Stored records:

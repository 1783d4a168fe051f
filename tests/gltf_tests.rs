//! glTF Loader Tests
//!
//! Tests for:
//! - Reading nodes, scenes, skins and animations from a glTF document
//! - End-to-end skeleton and clip import from an embedded buffer
//! - Matrix node rejection on a loaded document

#![cfg(feature = "gltf")]

use base64::Engine as _;
use glam::{Quat, Vec3};
use serde_json::{Value, json};

use rigport::{GltfLoader, ImportError, ImportSettings, Importer};

/// Buffer layout (little-endian f32):
/// - `0..8`: times `[0, 1]`
/// - `8..32`: translations `[(0, 0, 0), (0, 2, 0)]`
/// - `32..64`: rotations `[identity, 90° around Y]`
fn buffer_data() -> Vec<u8> {
    let half = std::f32::consts::FRAC_1_SQRT_2;
    let floats: [f32; 16] = [
        0.0, 1.0, //
        0.0, 0.0, 0.0, 0.0, 2.0, 0.0, //
        0.0, 0.0, 0.0, 1.0, 0.0, half, 0.0, half,
    ];
    floats.iter().flat_map(|f| f.to_le_bytes()).collect()
}

/// scene 0 -> "root"(0) -> "hips"(1) -> unnamed(2)
fn document() -> Value {
    let data = buffer_data();
    let uri = format!(
        "data:application/octet-stream;base64,{}",
        base64::engine::general_purpose::STANDARD.encode(&data)
    );

    json!({
        "asset": { "version": "2.0" },
        "scene": 0,
        "scenes": [{ "name": "main", "nodes": [0] }],
        "nodes": [
            { "name": "root", "children": [1] },
            { "name": "hips", "translation": [0.0, 1.0, 0.0], "children": [2] },
            { "rotation": [0.0, 0.0, 0.0, 1.0] }
        ],
        "skins": [{ "joints": [1, 2] }],
        "animations": [{
            "name": "walk",
            "samplers": [
                { "input": 0, "output": 1, "interpolation": "LINEAR" },
                { "input": 0, "output": 2, "interpolation": "STEP" }
            ],
            "channels": [
                { "sampler": 0, "target": { "node": 1, "path": "translation" } },
                { "sampler": 1, "target": { "node": 2, "path": "rotation" } }
            ]
        }],
        "accessors": [
            {
                "bufferView": 0, "componentType": 5126, "count": 2, "type": "SCALAR",
                "min": [0.0], "max": [1.0]
            },
            { "bufferView": 1, "componentType": 5126, "count": 2, "type": "VEC3" },
            { "bufferView": 2, "componentType": 5126, "count": 2, "type": "VEC4" }
        ],
        "bufferViews": [
            { "buffer": 0, "byteOffset": 0, "byteLength": 8 },
            { "buffer": 0, "byteOffset": 8, "byteLength": 24 },
            { "buffer": 0, "byteOffset": 32, "byteLength": 32 }
        ],
        "buffers": [{ "byteLength": data.len(), "uri": uri }]
    })
}

fn load(document: &Value) -> rigport::Result<rigport::SceneModel> {
    let _ = env_logger::builder().is_test(true).try_init();
    let bytes = serde_json::to_vec(document).unwrap();
    GltfLoader::from_slice(&bytes)
}

// ============================================================================
// Loading
// ============================================================================

#[test]
fn load_scene_graph() {
    let model = load(&document()).unwrap();

    assert_eq!(model.nodes.len(), 3);
    assert_eq!(model.nodes[0].name(), "root");
    assert_eq!(model.nodes[0].children, [1]);
    assert_eq!(model.nodes[1].translation, Some(Vec3::new(0.0, 1.0, 0.0)));
    assert_eq!(model.nodes[2].name, None);
    assert!(model.nodes.iter().all(|node| node.matrix.is_none()));

    assert_eq!(model.scenes.len(), 1);
    assert_eq!(model.scenes[0].name.as_deref(), Some("main"));
    assert_eq!(model.default_scene, Some(0));
    assert_eq!(model.skins[0].joints, [1, 2]);
}

#[test]
fn load_animation_data() {
    let model = load(&document()).unwrap();
    let walk = model.animation("walk").unwrap();

    assert_eq!(walk.channels.len(), 2);
    assert_eq!(walk.channels[1].target_node, Some(2));
    assert_eq!(walk.channels[1].target_path, "rotation");

    let translation = &walk.samplers[0];
    assert_eq!(translation.interpolation, "LINEAR");
    assert_eq!(translation.input.data, [0.0, 1.0]);
    assert_eq!(translation.input.max.as_deref(), Some(&[1.0][..]));
    assert_eq!(translation.output.components, 3);
    assert_eq!(translation.output.count(), 2);

    let rotation = &walk.samplers[1];
    assert_eq!(rotation.interpolation, "STEP");
    assert_eq!(rotation.output.components, 4);
}

// ============================================================================
// End-to-end Import
// ============================================================================

#[test]
fn import_from_document() {
    let model = load(&document()).unwrap();
    let importer = Importer::new(&model, ImportSettings::default());
    let (imported, clips) = importer.import_all().unwrap();

    let names: Vec<&str> = imported.skeleton.joint_names().collect();
    assert_eq!(names, ["hips", "gltf_node_2"]);

    assert_eq!(clips.len(), 1);
    let walk = &clips[0];
    assert_eq!(walk.duration, 1.0);

    let hips = &walk.tracks[0];
    assert_eq!(hips.translations.len(), 2);
    assert_eq!(hips.translations[1].value, Vec3::new(0.0, 2.0, 0.0));
    assert_eq!(hips.rotations[0].value, Quat::IDENTITY);

    let child = &walk.tracks[1];
    assert_eq!(child.rotations.len(), 3);
    assert_eq!(child.rotations[0].value, Quat::IDENTITY);
    assert_eq!(child.rotations[1].value, Quat::IDENTITY);
    assert!((child.rotations[2].value.length() - 1.0).abs() < 1e-5);
    assert_eq!(child.translations[0].value, Vec3::ZERO);
}

// ============================================================================
// Errors
// ============================================================================

#[test]
fn matrix_node_is_rejected() {
    let mut document = document();
    document["nodes"][2] = json!({
        "matrix": [
            1.0, 0.0, 0.0, 0.0,
            0.0, 1.0, 0.0, 0.0,
            0.0, 0.0, 1.0, 0.0,
            0.0, 3.0, 0.0, 1.0
        ]
    });
    let model = load(&document).unwrap();
    assert!(model.nodes[2].matrix.is_some());

    let err = Importer::new(&model, ImportSettings::default())
        .import_skeleton()
        .unwrap_err();
    assert!(matches!(err, ImportError::MatrixTransform { index: 2, .. }));
}

#[test]
fn invalid_document_is_a_gltf_error() {
    assert!(matches!(
        GltfLoader::from_slice(b"{ \"asset\": 42 }"),
        Err(ImportError::GltfError(_))
    ));
}

#[test]
fn missing_file_is_an_io_error() {
    let path = std::env::temp_dir().join("rigport-missing-character.glb");
    assert!(matches!(
        GltfLoader::from_path(&path),
        Err(ImportError::IoError(_))
    ));
}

▶ [Problem description] Please work out how many lines in the records hold the string "componentType", and give only the number.

▶ [Problem solution] 3